Monday, August 14, 2006

SQL Server Default Values (or "Why Open Source Is (Still) Better")

In getting our Java app to run on Windows, I'm forced to use SQL Server as a database. (Against my will, I might add.) I have an external application that will be adding rows to a table via ODBC, and I'm thinking it'd be nice to have SQL Server automatically generate a date value for when the row was written. In PostgreSQL, it'd be a default value in the DDL (I think; I've never needed it yet), but I wasn't sure what it'd be in SQL Server, so I tried timestamp.

That didn't look right to me, as the value in Enterprise Mangler displayed as '<binary>', rather than the actual date. Okay, let's try datetime with a default value. Well, that complained about something odd. I googled and found that timestamp *is* what I want, display problems notwithstanding.

Which leads me to today's punchline: when I switched from datetime w/default to timestamp, and tried to save my changes, EM complained about a default value not being appropriate for that datatype. Why, on earth, did EM not clear the default value when I switched datatypes?!

Okay, maybe I'm reading too much into this, but this is a problem you just don't see in open source programs. In the O/S world, the first decent coder to hit that problem would have pulled down the source, fixed the problem, and submitted a patch. The next version of the program would be fixed, perhaps in less than a month, depending on the release cycle. Heck, I was itching to do it, myself, except, whaddya know, I can't get at the code.

But I'll wager that this problem will never get fixed. It's not "important enough" (i.e. to the marketing team) to make it into a bug list, unless it annoys a SQL Server developer enough to make it happen "while he's doing other things" (i.e. without permission).

Harumph. When will I be free of this nonsense?


Friday, August 11, 2006

Windows Services and Network Drives

Rather than turn this into a Windows rant (which it easily could become), I'll just skip to the punchline. After a few hours of trying to figure out why my File.exists() and File.isDirectory() calls don't work, now that I've moved the code into Tomcat, running as a service on Windows 2003 Server, I discovered that network drives are not available to services.

More specifically, I got the impression that network drives are mapped by a user for that user, and as such, a service, which doesn't have a user (?), doesn't get the drives that any (other) user specifies. More generally, it's another way that Windows is borken. (Oops, I wasn't going to rant.)

So I got to go back to my client and get him to move the app (whose data I was getting over their net) to the local machine, or figure out how to at least push the files to the local machine. Feh. (rant, rant, rant...)

Wednesday, August 02, 2006

Duplicate Methods in Python

Stumbled across a little gotcha in Python.
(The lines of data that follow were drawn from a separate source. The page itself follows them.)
use std::fmt;
use std::str::FromStr;

use crate::error::{CoreError, Result};

const CELL_PREFIX: &str = "cell:";
const KEY_PREFIX: &str = "key:";

/// Discrete formula commands.
#[derive(Clone, Copy, Debug, PartialEq, Eq, Hash)]
pub enum Command {
    /// Flip the edit status.
    EditToggle,
    /// Remove the last token of the working formula.
    Clear,
    /// Empty the working formula.
    AllClear,
}

impl Command {
    pub const ALL: [Command; 3] = [Command::EditToggle, Command::Clear, Command::AllClear];

    /// The command identifier used by button layers and scripts.
    pub fn name(self) -> &'static str {
        match self {
            Command::EditToggle => "edit_toggle",
            Command::Clear => "clear",
            Command::AllClear => "allClear",
        }
    }
}

impl FromStr for Command {
    type Err = CoreError;

    fn from_str(s: &str) -> Result<Self> {
        Command::ALL
            .into_iter()
            .find(|command| command.name() == s)
            .ok_or_else(|| CoreError::UnknownCommand(s.to_string()))
    }
}

impl fmt::Display for Command {
    fn fmt(&self, f: &mut fmt::Formatter<'_>) -> fmt::Result {
        f.write_str(self.name())
    }
}

/// Everything a rendering layer can ask the editor to do.
///
/// Labels are optional because the layer may not have one; the editor treats
/// a missing label as `""`.
#[derive(Clone, Debug, PartialEq, Eq)]
pub enum UserAction {
    Command(Command),
    /// A number, operator or parenthesis button with its label.
    Button(Option<String>),
    /// A grid cell with its label.
    CellClick(Option<String>),
}

impl UserAction {
    pub fn button(label: impl Into<String>) -> Self {
        UserAction::Button(Some(label.into()))
    }

    pub fn cell(label: impl Into<String>) -> Self {
        UserAction::CellClick(Some(label.into()))
    }
}

/// Script syntax: a command identifier, `cell:<label>`, `key:<text>`, or
/// any other text as a button label.
impl FromStr for UserAction {
    type Err = CoreError;

    fn from_str(s: &str) -> Result<Self> {
        if s.is_empty() {
            return Err(CoreError::EmptyAction);
        }
        if let Ok(command) = s.parse::<Command>() {
            return Ok(UserAction::Command(command));
        }
        if let Some(label) = s.strip_prefix(CELL_PREFIX) {
            return Ok(UserAction::CellClick(non_empty(label)));
        }
        if let Some(text) = s.strip_prefix(KEY_PREFIX) {
            return Ok(UserAction::Button(non_empty(text)));
        }
        Ok(UserAction::button(s))
    }
}

impl fmt::Display for UserAction {
    fn fmt(&self, f: &mut fmt::Formatter<'_>) -> fmt::Result {
        match self {
            UserAction::Command(command) => write!(f, "{}", command),
            UserAction::Button(label) => {
                write!(f, "{}{}", KEY_PREFIX, label.as_deref().unwrap_or_default())
            }
            UserAction::CellClick(label) => {
                write!(f, "{}{}", CELL_PREFIX, label.as_deref().unwrap_or_default())
            }
        }
    }
}

fn non_empty(s: &str) -> Option<String> {
    (!s.is_empty()).then(|| s.to_string())
}

/// Parse a whitespace-separated action script.
pub fn parse_script(script: &str) -> Result<Vec<UserAction>> {
    script.split_whitespace().map(str::parse).collect()
}

#[cfg(test)]
mod tests {
    use super::*;

    #[test]
    fn command_names_are_exact() {
        assert_eq!("edit_toggle".parse::<Command>().unwrap(), Command::EditToggle);
        assert_eq!("clear".parse::<Command>().unwrap(), Command::Clear);
        assert_eq!("allClear".parse::<Command>().unwrap(), Command::AllClear);
        assert!(matches!(
            "allclear".parse::<Command>(),
            Err(CoreError::UnknownCommand(_))
        ));
        for command in Command::ALL {
            assert_eq!(command.name().parse::<Command>().unwrap(), command);
        }
    }

    #[test]
    fn action_syntax() {
        assert_eq!(
            "clear".parse::<UserAction>().unwrap(),
            UserAction::Command(Command::Clear)
        );
        assert_eq!("cell:B2".parse::<UserAction>().unwrap(), UserAction::cell("B2"));
        assert_eq!("cell:".parse::<UserAction>().unwrap(), UserAction::CellClick(None));
        assert_eq!("7".parse::<UserAction>().unwrap(), UserAction::button("7"));
        assert_eq!(
            "key:clear".parse::<UserAction>().unwrap(),
            UserAction::button("clear")
        );
        assert_eq!("key:".parse::<UserAction>().unwrap(), UserAction::Button(None));
        assert!(matches!("".parse::<UserAction>(), Err(CoreError::EmptyAction)));
    }

    #[test]
    fn display_is_parseable() {
        for action in [
            UserAction::Command(Command::AllClear),
            UserAction::cell("C3"),
            UserAction::button("("),
            UserAction::button("clear"),
        ] {
            assert_eq!(action.to_string().parse::<UserAction>().unwrap(), action);
        }
    }

    #[test]
    fn script_splits_on_whitespace() {
        let actions = parse_script("cell:C3 edit_toggle\n 7  +\tcell:A1").unwrap();
        assert_eq!(
            actions,
            vec![
                UserAction::cell("C3"),
                UserAction::Command(Command::EditToggle),
                UserAction::button("7"),
                UserAction::button("+"),
                UserAction::cell("A1"),
            ]
        );
        assert!(parse_script("").unwrap().is_empty());
    }
}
Python, when it loads a source file, executes the code as a command. For instance, assume the following code:

class Foo:
def method1( self ):

It sees the class statement as a command, with two lines of text following as parameters. Similarly, it sees the def statement as a (sub)command with one line as a parameter. The def 'command' adds (or replaces) the method method1 in the current scope, in this case, class Foo.

Which leads me to my gotcha. The following code is valid, but probably not what you want:

class Foo:
def method1( self ):
print 'Yes'
def method1( self ):

In this case, the first def statement will work, adding a method1 that prints to the class. The second one will work, too, replacing the existing method1 with one that does nothing.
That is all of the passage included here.